Later I realized that it was doing no good and only adding to the anxiety. These days unless someone mentions something about the virus, I do not check at all and it has been peaceful. There are certain things you could do to service a situation like this, but keeping a daily count of new cases and death wasn't one of them.
I am grateful for certain things at this point of time and I am sure that we all appreciate life a little more these days given the circumstances. Whenever I feel down or miss something like heading out for a drive or sitting in a cafe, I remind myself that I am lucky enough to be able to live the life I am living now, without much disruption.
Future definitely is uncertain, but for the present, I am extremely grateful. I have immense respect for people who support in various fields to enable life to continue. I cannot even imagine some of the hardships they might be going through, but I am extremely grateful to every single person who lets me live the life I am living.
It took me a really long time to write this post, I haven't posted anything since February. I sat down to write many times during these few weeks, but never completed anything thinking that I have to write a perfect account of the situation. I wanted it to be something more than few normal thoughts.

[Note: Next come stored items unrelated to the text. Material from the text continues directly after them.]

//! Identifiers, money, users and the competition catalog.

use chrono::{DateTime, Utc};
use serde::{Deserialize, Serialize};
use std::fmt;
use std::iter::Sum;
use std::ops::Add;

// ============================================================================
// Identifiers
// ============================================================================

define_id!(
    /// Unique identifier for a user account
    UserId
);
define_id!(
    /// Unique identifier for a competition
    CompetitionId
);
define_id!(
    /// Unique identifier for a registration type (individual, team, ...)
    RegistrationTypeId
);
define_id!(
    /// Unique identifier for a cart
    CartId
);
define_id!(
    /// Unique identifier for a cart item
    CartItemId
);
define_id!(
    /// Unique identifier for a payment
    PaymentId
);
define_id!(
    /// Unique identifier for a registration
    RegistrationId
);
define_id!(
    /// Unique identifier for a forum post
    PostId
);
define_id!(
    /// Unique identifier for a flag
    FlagId
);
define_id!(
    /// Unique identifier for a moderation log entry
    ModerationActionId
);
define_id!(
    /// Unique identifier for a notification
    NotificationId
);

// ============================================================================
// Money
// ============================================================================

/// Amount in minor units (cents). Currency lives next to the amount on the
/// records that need it.
#[derive(
    Clone, Copy, Debug, Default, PartialEq, Eq, PartialOrd, Ord, Hash, Serialize, Deserialize,
)]
#[serde(transparent)]
pub struct Money(i64);

impl Money {
    /// Zero.
    pub const ZERO: Self = Self(0);

    /// Creates an amount from minor units.
    #[must_use]
    pub const fn from_cents(cents: i64) -> Self {
        Self(cents)
    }

    /// Creates an amount from whole major units (`5000` → 5000.00).
    #[must_use]
    pub const fn from_major(units: i64) -> Self {
        Self(units * 100)
    }

    /// Minor units.
    #[must_use]
    pub const fn cents(&self) -> i64 {
        self.0
    }

    /// Major units as a float, for JSON responses.
    #[must_use]
    #[allow(clippy::cast_precision_loss)] // Display only; fees are far below 2^52 cents
    pub fn as_major(&self) -> f64 {
        self.0 as f64 / 100.0
    }

    /// Two-decimal representation (`5000.00`), as the payment gateway
    /// expects it.
    #[must_use]
    pub fn to_decimal_string(&self) -> String {
        let sign = if self.0 < 0 { "-" } else { "" };
        let abs = self.0.unsigned_abs();
        format!("{sign}{}.{:02}", abs / 100, abs % 100)
    }
}

impl Add for Money {
    type Output = Self;

    fn add(self, rhs: Self) -> Self {
        Self(self.0 + rhs.0)
    }
}

impl Sum for Money {
    fn sum<I: Iterator<Item = Self>>(iter: I) -> Self {
        iter.fold(Self::ZERO, Add::add)
    }
}

impl fmt::Display for Money {
    fn fmt(&self, f: &mut fmt::Formatter<'_>) -> fmt::Result {
        f.write_str(&self.to_decimal_string())
    }
}

// ============================================================================
// Users
// ============================================================================

/// Account role.
#[derive(Clone, Copy, Debug, PartialEq, Eq, Hash, Serialize, Deserialize)]
#[serde(rename_all = "snake_case")]
pub enum Role {
    /// Regular community member
    Member,
    /// Can review flags and moderate posts
    Moderator,
    /// Full administrative access (payment verification included)
    Admin,
}

text_enum!(Role {
    Member => "member",
    Moderator => "moderator",
    Admin => "admin",
});

impl Role {
    /// Moderators and admins.
    #[must_use]
    pub const fn is_staff(&self) -> bool {
        matches!(self, Self::Moderator | Self::Admin)
    }
}

/// An authenticated account.
#[derive(Clone, Debug, PartialEq, Eq, Serialize, Deserialize)]
#[serde(rename_all = "camelCase")]
pub struct User {
    /// Account id
    pub id: UserId,
    /// Account email
    pub email: String,
    /// Public display name
    pub display_name: String,
    /// Role
    pub role: Role,
}

// ============================================================================
// Competition catalog
// ============================================================================

/// A competition users can register for.
#[derive(Clone, Debug, PartialEq, Eq, Serialize, Deserialize)]
#[serde(rename_all = "camelCase")]
pub struct Competition {
    /// Competition id
    pub id: CompetitionId,
    /// Short uppercase code used as display-code prefix (e.g. `RBT`)
    pub code: String,
    /// Human-readable name
    pub name: String,
    /// Edition year; display codes are scoped to it
    pub year: i32,
    /// Registrations close at this instant
    pub registration_deadline: DateTime<Utc>,
}

impl Competition {
    /// Returns `true` once the registration deadline has passed.
    #[must_use]
    pub fn registration_closed(&self, now: DateTime<Utc>) -> bool {
        now > self.registration_deadline
    }

    /// Two-digit edition year (`2026` → `26`).
    #[must_use]
    pub fn short_year(&self) -> u32 {
        self.year.rem_euclid(100).unsigned_abs()
    }
}

/// A way of entering a competition (individual, team of N, ...).
#[derive(Clone, Debug, PartialEq, Eq, Serialize, Deserialize)]
#[serde(rename_all = "camelCase")]
pub struct RegistrationType {
    /// Registration type id
    pub id: RegistrationTypeId,
    /// Competition this type belongs to
    pub competition_id: CompetitionId,
    /// Name shown to users
    pub name: String,
    /// Entry fee
    pub fee: Money,
    /// Maximum number of members per entry
    pub max_members: u32,
    /// Inactive types cannot be added to a cart
    pub is_active: bool,
}

// ============================================================================
// Participant / customer details
// ============================================================================

/// One member of an entry.
#[derive(Clone, Debug, Default, PartialEq, Eq, Serialize, Deserialize)]
#[serde(rename_all = "camelCase")]
pub struct MemberDetails {
    /// Full name
    pub name: String,
    /// Contact email
    #[serde(default)]
    pub email: Option<String>,
    /// Contact phone
    #[serde(default)]
    pub phone: Option<String>,
    /// School or institution
    #[serde(default)]
    pub school: Option<String>,
}

/// Snapshot of who is entering: a team name (for team entries) and members.
#[derive(Clone, Debug, Default, PartialEq, Eq, Serialize, Deserialize)]
#[serde(rename_all = "camelCase")]
pub struct ParticipantDetails {
    /// Team name, for team registration types
    #[serde(default)]
    pub team_name: Option<String>,
    /// Members of the entry
    #[serde(default)]
    pub members: Vec<MemberDetails>,
}

/// Contact details captured at checkout. Notifications about a registration
/// go to this email, not necessarily the account email.
#[derive(Clone, Debug, Default, PartialEq, Eq, Serialize, Deserialize)]
#[serde(rename_all = "camelCase")]
pub struct CustomerDetails {
    /// First name
    #[serde(default)]
    pub first_name: String,
    /// Last name
    #[serde(default)]
    pub last_name: String,
    /// Email address
    #[serde(default)]
    pub email: String,
    /// Phone number
    #[serde(default)]
    pub phone: String,
    /// Street address
    #[serde(default)]
    pub address: Option<String>,
    /// City
    #[serde(default)]
    pub city: Option<String>,
}

impl CustomerDetails {
    /// `"First Last"`.
    #[must_use]
    pub fn full_name(&self) -> String {
        format!("{} {}", self.first_name, self.last_name)
            .trim()
            .to_string()
    }
}

#[cfg(test)]
mod tests {
    use super::*;

    #[test]
    fn test_money_decimal_string() {
        assert_eq!(Money::from_major(5000).to_decimal_string(), "5000.00");
        assert_eq!(Money::from_cents(1_050).to_decimal_string(), "10.50");
        assert_eq!(Money::from_cents(7).to_decimal_string(), "0.07");
    }

    #[test]
    fn test_money_sum() {
        let total: Money = [Money::from_major(10), Money::from_cents(50)]
            .into_iter()
            .sum();
        assert_eq!(total.cents(), 1_050);
    }

    #[test]
    fn test_role_text_form() {
        assert_eq!(Role::Admin.as_str(), "admin");
        assert_eq!("moderator".parse::<Role>(), Ok(Role::Moderator));
        assert!("root".parse::<Role>().is_err());
        assert!(Role::Moderator.is_staff());
        assert!(!Role::Member.is_staff());
    }

    #[test]
    fn test_short_year() {
        let competition = Competition {
            id: CompetitionId::new(),
            code: "RBT".to_string(),
            name: "Robotics".to_string(),
            year: 2026,
            registration_deadline: Utc::now(),
        };
        assert_eq!(competition.short_year(), 26);
    }
}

But today I decided that being perfect isn't the way to go. Whatever gibberish comes to my mind, I am going to write it down and hit publish. I am no longer seeking perfection. My imperfections are more valuable than my unsuccessful quest for perfection.
So, if you have something to say or share, now is the time to do it. Think less about what others would say about it, think more about how it makes you feel to share it. Think about the relief it gives you to say something through a blog, video or a picture. You might not know, but that one piece of your creation can resonate with someone else who might be going through similar emotions. There you create a connection.
However difficult the current situation may feel, there will be a tomorrow. Don't push yourself to be productive if you aren't feeling like. If you feel like work is the best antidote, by all means give it your everything. But understand that self-care is the most important thing right now. Give yourself permission to do what makes you happy.
If you feel you are in a slump, try doing something. Creating something. Cook something, maybe take a long shower, sing a song or compose an awesome tweet. Once you start feeling better, nothing can stop you.
Once all this is over, let us remember what matters in life. Do more of what you missed these days. Give yourself a break - you deserve it.
From nothing to 1381 words wasn't an easy journey. Although it took me just about an hour to jot things down here, this took more than a month and a half of experience. Sometimes, you just have to wait.